We don’t mean to scare the bejeezus out of you, but if you love Halloween, you are a heretic.
That’s right. If you’re going out to a costume party dressed up as Leatherface wielding a fake chainsaw, you’re practicing heresy. If your kids are going out trick-or-treating Monday night, dressed as vampires and goblins, your kids are practicing heresy. If you love handing out candy, and making the kids sing for their treats, you indeed are partaking in the gothic underworld that is Halloween.
There are people out there, including letter writers to this paper, who believe Halloween is bad for kids — and they’re not talking about kids consuming copious amounts of gummy worms. They purport that Halloween is a twisted, evil and frightening event that warps the impressionable minds of children. After all, what good could possibly come from allowing your child to dress up as Dracula, complete with fake blood dribbling down his chin?
There’s even a movement afoot in parts of the Western world to eradicate the evils of Halloween and replace it with religion. And, it has a catchy name: Jesus Ween. Instead of handing out candy, Jesus Ween dictates that people hand out child-friendly Bibles or other Christian gifts. Of course, demonic costumes are an absolute no-no.

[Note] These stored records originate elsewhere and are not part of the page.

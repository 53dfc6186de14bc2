//! Cryptographically random tokens for session keys and API tokens.
//!
//! A [`Token`] is generated from the operating system's random source and can be moved between
//! raw bytes, unpadded URL-safe base64 text and database scalar values. It also plugs into
//! `serde` (text for human readable formats, bytes otherwise) and `sqlx`.

pub mod config;
pub use config::{Config, ConfigError, ConfigResult};

pub mod error;
pub mod token;
pub use token::{LoadScalar, ScalarValue, ToScalar, Token, TokenError, TokenResult};

static APPLICATION_NAME: &str = "urltoken";

/// Installs the global tracing subscriber, reading `RUST_LOG` (also from `.env`).
pub fn init_tracing() {
    use tracing_error::ErrorLayer;
    use tracing_subscriber::{filter::EnvFilter, fmt, prelude::*};

    // load .env file for RUST_LOG etc.
    let _ = dotenvy::dotenv();

    tracing_subscriber::registry()
        .with(fmt::layer())
        .with(EnvFilter::from_default_env())
        .with(ErrorLayer::default())
        .init();

    tracing::debug!("tracing initialized.");
}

Believe it or not, there are teachers who won’t allow kids to wear scary Halloween costumes to school. They’d rather the kids wear neutral costumes (a.k.a. no ghoulish getups) and they use Halloween as an opportunity to teach kids about community values.
With rhetoric like this, perhaps we really are regressing to the Middle Ages, where so-called witches were hunted down and burned at the stake.
It’s unfortunate that some people cannot accept Halloween for what it is — a day for kids to let their imaginations go, and, of course, fill their bags with candy. Most well-adjusted adults will recall Halloween with fondness. How much fun was it going to school wearing a bed sheet with two eye holes cut in it, yelling “boo” as you snuck up behind your friends? Or meeting up with your friends in the school gymnasium (along with the rest of the kids) for an afternoon of watching Abbott and Costello Meet Frankenstein? Then, that night, going to all of your neighbours’ homes, pillowcase in hand, collecting all kinds of treats that you would guard from your sister or brother (and especially your parents), like a mountain of gold, until you ate every last piece of chocolate?
Why can’t we just let kids be kids? Halloween is just days away and all week there’s been this debate among people arguing about whether the day is good or bad for kids. This is an extension of the move to eradicate Christmas from schools – and our lives – because celebrating an occasion we grew up with offends some people. Well, almost everything we do today offends somebody, usually for either an obscure or religious reason.
Those are the same people who insist youngsters seeing ghosts and goblins, graves and monsters, artificial blood and guts will somewhat give them nightmares for a lifetime; that somehow being frightened (usually while being accompanied by a parent) will distort their impressionable minds forever.
To quote Tim Allen on his newest TV show, Last Man Standing: Halloween is perfect for a two-year-old, his brain is too soft to absorb anything. Or, another of his gems: any two-year-old who can demand candy from a man with a chainsaw can beat anything in life.
So give it a rest, people.
There will always be do-gooders out there who think they know what’s best for the rest of us heathens. What they fail to understand is that kids must be allowed to be kids. They have vivid imaginations and tremendous amounts of energy, and Halloween is a day that feeds off both. Take it away and replace it with a boring school lecture on community values and a pillowcase full of child-friendly Bibles … now, that’s scary.